The Star Lords, the Everoinye, seemed to me to be above inquiry.
The Savanti, those mortal but superhuman men and women of Aphrasöe the Swinging City, seemed
subject to investigation.
I went hunting Alex Hunter.
Rather, since he was dead on a Valkan beach on far Kregen, decently buried by me with two prayers
said over him, it was his memory I hunted, what there was to know about him in the minds of those who
had known him.
Money matters were carried on for me by the descendants of that man, whose name I will not mention,
whom I had met on the field of Waterloo. I was now remarkably rich. It meant nothing, of course; it still
means nothing compared to the greater glory of Kregen. But my Earthly wealth gave me the means to
carry out my search.
The trail began in Paris and took me to New York. After a month of inquiries, of checking public
records, of following up leads in school and college and U.S. Army records, I felt I had indeed
discovered the Alex Hunter who had been employed by the Savanti in their crusade to cleanse the world
of Kregen.
As a grim old Army major said:  He was posted missing, Mr. Prescot. There was Indian trouble. There
always is. But we had high hopes of the boy. You say you knew him?
I dissimulated; but the picture became clearer. Alex Hunter had been a young shavetail whose career
seemed marked for high command. Eager, alert, efficient, he had made a first-class officer. I remembered
his fair hair, those keen blue eyes, the supple strength of him. How he had been recruited by the Savanti
nal Aphrasöe, I did not know. But he had been taken to Kregen, and no doubt had passed his test down
the River Aph with flying colors, as I remembered, as I remembered! Then the Savanti had appointed
him a tutor, given him a genetic language pill, trained him in the martial arts. They had no doubt explained
to him in full their plans for Kregen, plans at which I could only guess, for the Savanti had booted me out
of the paradise that was Aphrasöe, the Swinging City.
What I did know without doubt was that Alex Hunter had appeared on a beach in Valka, charged by
the Savanti to rescue a shipwrecked party of political prisoners from their guards. He had been doing
well. He had fought gallantly; as he had said of my fighting, so I could say of his, that he had fought
merrily. But his lack of experience had betrayed him. A cruel javelin had smashed its steel head through
his body.
Either the Savanti themselves, employing me out of desperation, or the Star Lords with their infinitely
more devious ways, had flung me onto that beach to save the situation. I had done so. And I had won my
island of Valka. But the strangeness of walking a New York street, and of seeing all the wonders of
mid-century America growing before my eyes, made me ponder long and long the reasons that most
surely existed for all that the Star Lords did.

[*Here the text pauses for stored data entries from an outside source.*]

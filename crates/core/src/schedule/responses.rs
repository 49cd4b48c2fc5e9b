//! Wire shapes of the upstream schedule API.

use serde::{Deserialize, Serialize};

use super::ScheduleRecord;

/// Response of `GET {sport}/{league}/teams`.
///
/// The `sports`, `leagues` and `teams` arrays are required: a response
/// without them is a contract break, not an empty league.
#[derive(Debug, Clone, PartialEq, Eq, Serialize, Deserialize)]
pub struct TeamsResponse {
    pub sports: Vec<SportEntry>,
}

#[derive(Debug, Clone, PartialEq, Eq, Serialize, Deserialize)]
pub struct SportEntry {
    pub leagues: Vec<LeagueTeams>,
}

#[derive(Debug, Clone, PartialEq, Eq, Serialize, Deserialize)]
pub struct LeagueTeams {
    pub teams: Vec<TeamEntry>,
}

#[derive(Debug, Clone, Default, PartialEq, Eq, Serialize, Deserialize)]
pub struct TeamEntry {
    #[serde(default)]
    pub team: Option<TeamInfo>,
}

#[derive(Debug, Clone, Default, PartialEq, Eq, Serialize, Deserialize)]
pub struct TeamInfo {
    #[serde(default)]
    pub id: Option<String>,
    #[serde(default, rename = "displayName")]
    pub display_name: Option<String>,
}

impl TeamsResponse {
    /// Returns the teams of the first league of the first sport.
    ///
    /// `None` means the response did not have the expected nesting.
    pub fn teams(&self) -> Option<&[TeamEntry]> {
        self.sports
            .first()?
            .leagues
            .first()
            .map(|league| league.teams.as_slice())
    }

    /// Returns the teams that carry an id, as `(id, display name)` pairs.
    pub fn team_ids(&self) -> Option<Vec<(String, String)>> {
        let teams = self.teams()?;
        Some(
            teams
                .iter()
                .filter_map(|entry| entry.team.as_ref())
                .filter_map(|team| {
                    let id = team.id.clone().filter(|id| !id.is_empty())?;
                    let name = team.display_name.clone().unwrap_or_else(|| id.clone());
                    Some((id, name))
                })
                .collect(),
        )
    }
}

/// Response of `GET {sport}/{league}/teams/{id}/schedule`.
#[derive(Debug, Clone, Default, PartialEq, Eq, Serialize, Deserialize)]
pub struct TeamScheduleResponse {
    #[serde(default)]
    pub events: Vec<ScheduleRecord>,
}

The Savanti, I felt sure, wished to make Kregen a civilized world. This is a laudable object.
Just what the Star Lords wanted, I did not know. But it was clear their plans were long-term. The
people I rescued from death at the behest of the Star Lords would be growing up now, and their fates
must influence the fate of the world.
Here, on this Earth, how many people who vanished had been taken to Kregen by the Savanti to join
their great crusade?
And I, Dray Prescot, had been found wanting and had been kicked out.
Thoughts such as that would send the claws of madness striking through to me. Was I to remain for the
next thousand years, left here to rot on Earth, to destroy myself in futility on the world of my birth?
I left the Western frontier, where I had felt strangely at home in the harsh conditions so similar to many of
the Kregan frontiers, and I took a southeasterly swing and was in Virginia when the blue radiance took
me  blessedly  back to Kregen.
Opening my eyes, I saw that I was naked. That was normal. I think the Star Lords knew of that tickling
feeling I had that I would think the less of them if they provided me with a handy sword, or shield, or
helmet, when they brought me to Kregen to untangle the latest problem hurled at me.
The problem I had to sort out this time was so absurdly simple that I was sure the situation had been
contrived by the Star Lords merely to bring me once more to Kregen. Maybe, I thought, as I stood up
and stretched in the glorious mingled opaline light, maybe they required me to be here on Kregen.
Certainly, facing a little four-armed Och, for all that he carried the small round shield of the Och, and a
spear, and a thraxter belted to his waist, was not of the order of problems I had previously encountered.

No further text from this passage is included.